Line Speed Ruling is Another Reminder of the Supply Chain’s Fragility

“Let’s hope that USDA has an alternate plan,” says Ohio farmer and chairman of rural Voices USA Chris Gibbs during AgriTalk’s Friday Free-for-all discussion on the recent pork plant line speed ruling.

Pork packing plant FSIS USDA
Pork packing plant FSIS USDA
(USDA FSIS)

“Let’s hope that USDA has an alternate plan,” says Ohio farmer and chairman of rural Voices USA Chris Gibbs during AgriTalk’s Friday Free-for-all discussion on the recent pork plant line speed ruling.

Gibbs, along with Pro Farmer policy analyst Jim Wiesemeyer, RealAgriculture’s Shaun Haney and AgriTalk host Chip Flory, discussed USDA’s decision not to seek to overturn a court ruling ordering pork packing plants to operate at slower line speeds.

“It’s the Democratic party’s belief that they don’t want faster line speeds, but it’s going to have an impact on processing runs,” Wiesemeyer said.

Iowa State University Economist Dermot Hayes conservatively estimates that the court ruling will cause a reduction in federal pork harvest capacity of 2.5%. Specific regions will experience significantly higher reduction in capacity.

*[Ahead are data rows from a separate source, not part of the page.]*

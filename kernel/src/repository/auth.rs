use crate::model::{role::Role, user::User};
use async_trait::async_trait;
use shared::error::AppResult;

#[async_trait]
pub trait AuthRepository: Send + Sync {
    // Unknown user, wrong password and role mismatch are all the same
    // authentication failure.
    async fn verify_user(&self, username: &str, password: &str, role: Role) -> AppResult<User>;
}
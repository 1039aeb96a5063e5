use crate::database::ConnectionPool;
use async_trait::async_trait;
use derive_new::new;
use kernel::repository::health::HealthCheckRepository;

#[derive(new)]
pub struct HealthCheckRepositoryImpl {
    db: ConnectionPool,
}

#[async_trait]
impl HealthCheckRepository for HealthCheckRepositoryImpl {
    async fn check_db(&self) -> bool {
        sqlx::query("SELECT 1")
            .fetch_one(self.db.inner_ref())
            .await
            .is_ok()
    }
}
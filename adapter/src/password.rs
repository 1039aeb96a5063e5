use argon2::{
    password_hash::{rand_core::OsRng, PasswordHash, PasswordHasher, PasswordVerifier, SaltString},
    Argon2,
};

// Salted Argon2id, PHC string format. Raw passwords are never stored.
pub(crate) fn hash_password(password: &str) -> Result<String, argon2::password_hash::Error> {
    let salt = SaltString::generate(&mut OsRng);
    let hash = Argon2::default().hash_password(password.as_bytes(), &salt)?;
    Ok(hash.to_string())
}

pub(crate) fn verify_password(
    password: &str,
    hash: &str,
) -> Result<bool, argon2::password_hash::Error> {
    let parsed_hash = PasswordHash::new(hash)?;
    let result = Argon2::default().verify_password(password.as_bytes(), &parsed_hash);
    Ok(result.is_ok())
}
use anyhow::Result;
use shared::config::DatabaseConfig;
use sqlx::PgPool;

pub mod model;

#[derive(Clone)]
pub struct ConnectionPool(PgPool);

impl ConnectionPool {
    pub fn new(pool: PgPool) -> Self {
        Self(pool)
    }

    pub fn inner_ref(&self) -> &PgPool {
        &self.0
    }
}

// The pool is lazy: the first query opens the connection, so startup does
// not depend on the database being reachable yet.
pub fn connect_database_with(cfg: &DatabaseConfig) -> Result<ConnectionPool> {
    let pool = PgPool::connect_lazy(&cfg.url)?;
    Ok(ConnectionPool(pool))
}
use crate::database::{model::auth::CredentialRow, ConnectionPool};
use crate::password::verify_password;
use async_trait::async_trait;
use derive_new::new;
use kernel::model::{role::Role, user::User};
use kernel::repository::auth::AuthRepository;
use shared::error::{AppError, AppResult};

#[derive(new)]
pub struct AuthRepositoryImpl {
    db: ConnectionPool,
}

#[async_trait]
impl AuthRepository for AuthRepositoryImpl {
    async fn verify_user(&self, username: &str, password: &str, role: Role) -> AppResult<User> {
        let row: Option<CredentialRow> = sqlx::query_as(
            r#"
                SELECT user_id, username, password_hash, role
                FROM users
                WHERE username = $1
            "#,
        )
        .bind(username)
        .fetch_optional(self.db.inner_ref())
        .await
        .map_err(AppError::SpecificOperationError)?;

        let Some(row) = row else {
            return Err(AppError::UnauthenticatedError);
        };

        if !verify_password(password, &row.password_hash)? {
            return Err(AppError::UnauthenticatedError);
        }

        // The stored record is authoritative for the role. The claim on
        // the wire must match it, not the other way around.
        let user = User::try_from(row)?;
        if user.role != role {
            return Err(AppError::UnauthenticatedError);
        }

        Ok(user)
    }
}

Producers surrounding the six NSIS plants operating at line speeds of above 1,106 hogs will be most negatively impacted. The NSIS plants will suffer from capacity reductions of 20% to 25%, the National Pork Producers Council (NPPC) shared in a statement on Thursday.

“This is really a bipolar argument here,” Gibbs said. “Because if we move over real quickly to the beef industry, one of the reasons we have these this dichotomy in margins between the feeder and the packer is because of lower output of the packer. They were slow during COVID, etc. Then we come around, and we want to do the same thing to swine processors, maybe to a smaller degree, but we want to slow that down.”

The result is going be a higher cost to the consumer, Gibbs added.

Wiesemeyer noted that packers don’t raise their bids because they can’t get the workers and they can’t get the production.

“This just proves, once again, of the fragility of our food supply chain. I hope in these hearings, that we talk about the fragility of our supply chain and if the consumer and everyone is willing to expand capacity, because capacity costs money,” Gibbs said. “The reason we have this very efficient system is because it’s profitable, it’s efficient, all the trains run on time. It’s like an assembly line, a white car comes down and a white door comes alongside.”

There is another side to this story, Wiesemeyer added, that gets into worker safety.

“We need Vilsack on the line to say why they did what they did, why they’re not appealing,” Wiesemeyer said. “I do think we ought to err on both sides on this one.”

Flory argued that when you look at the safety records of the plants that were operating, or are operating with the faster line speeds, worker safety has not been an issue.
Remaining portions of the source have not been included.